((

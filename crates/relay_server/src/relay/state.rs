#![forbid(unsafe_code)]

use std::fs;
use std::io::ErrorKind;
use std::path::Path;

use anyhow::Context as _;
use serde::{Deserialize, Serialize};
use tracing::{debug, warn};

/// Reply body when nothing has been announced.
pub const NOTHING_PLAYING: &str = "nothing";

/// Durable dedup identity and last announcement.
#[derive(Debug, Clone, PartialEq, Eq, Serialize, Deserialize)]
pub struct AnnouncementState {
	#[serde(rename = "activeGUID", default)]
	pub active_guid: String,

	#[serde(rename = "lastMsg", default = "default_last_message")]
	pub last_message: String,

	#[serde(rename = "lastImg", default)]
	pub last_image: String,

	#[serde(rename = "lastEventTimestamp", default)]
	pub last_event_timestamp: i64,
}

fn default_last_message() -> String {
	NOTHING_PLAYING.to_string()
}

impl Default for AnnouncementState {
	fn default() -> Self {
		Self {
			active_guid: String::new(),
			last_message: default_last_message(),
			last_image: String::new(),
			last_event_timestamp: 0,
		}
	}
}

impl AnnouncementState {
	/// Load from `path`; a missing or unreadable file yields defaults.
	pub fn load(path: &Path) -> Self {
		let raw = match fs::read_to_string(path) {
			Ok(raw) => raw,
			Err(e) if e.kind() == ErrorKind::NotFound => {
				debug!(path = %path.display(), "state: no state file; starting fresh");
				return Self::default();
			}
			Err(e) => {
				warn!(path = %path.display(), error = %e, "state: read failed; starting fresh");
				return Self::default();
			}
		};

		match serde_json::from_str(&raw) {
			Ok(state) => state,
			Err(e) => {
				warn!(path = %path.display(), error = %e, "state: parse failed; starting fresh");
				Self::default()
			}
		}
	}

	/// Write to `path` through a sibling temp file, then rename.
	pub fn save(&self, path: &Path) -> anyhow::Result<()> {
		if let Some(dir) = path.parent().filter(|d| !d.as_os_str().is_empty()) {
			fs::create_dir_all(dir).with_context(|| format!("create state dir {}", dir.display()))?;
		}
		let body = serde_json::to_vec_pretty(self).context("serialize state")?;
		let tmp = path.with_extension("json.tmp");
		fs::write(&tmp, body).with_context(|| format!("write {}", tmp.display()))?;
		fs::rename(&tmp, path).with_context(|| format!("rename into {}", path.display()))?;
		Ok(())
	}

	/// `(lastImage, lastMessage)` for now-playing queries.
	pub fn query(&self) -> (&str, &str) {
		(&self.last_image, &self.last_message)
	}
}

#[cfg(test)]
mod tests {
	use super::*;

	#[test]
	fn defaults() {
		let s = AnnouncementState::default();
		assert_eq!(s.query(), ("", "nothing"));
		assert_eq!(s.active_guid, "");
		assert_eq!(s.last_event_timestamp, 0);
	}

	#[test]
	fn save_then_load() {
		let dir = tempfile::tempdir().unwrap();
		let path = dir.path().join("nested").join("MESSAGES.json");
		let state = AnnouncementState {
			active_guid: "g-1".to_string(),
			last_message: "\u{2}Ep\u{2} - Band".to_string(),
			last_image: "https://therelay.cc/x".to_string(),
			last_event_timestamp: 1_700_000_000,
		};
		state.save(&path).unwrap();

		let raw = std::fs::read_to_string(&path).unwrap();
		assert!(raw.contains("\"activeGUID\""));
		assert!(raw.contains("\"lastMsg\""));
		assert!(raw.contains("\"lastImg\""));
		assert_eq!(AnnouncementState::load(&path), state);
	}

	#[test]
	fn missing_or_garbage_file_yields_defaults() {
		let dir = tempfile::tempdir().unwrap();
		let path = dir.path().join("MESSAGES.json");
		assert_eq!(AnnouncementState::load(&path), AnnouncementState::default());

		std::fs::write(&path, "{not json").unwrap();
		assert_eq!(AnnouncementState::load(&path), AnnouncementState::default());
	}

	#[test]
	fn partial_legacy_file_fills_defaults() {
		let dir = tempfile::tempdir().unwrap();
		let path = dir.path().join("MESSAGES.json");
		std::fs::write(&path, r#"{"activeGUID":"abc"}"#).unwrap();
		let s = AnnouncementState::load(&path);
		assert_eq!(s.active_guid, "abc");
		assert_eq!(s.last_message, "nothing");
		assert_eq!(s.last_image, "");
	}
}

))

:: Exercise brief ::
A single number is the whole answer: the tally of lines above that contain "match".

:: Answer space ::
2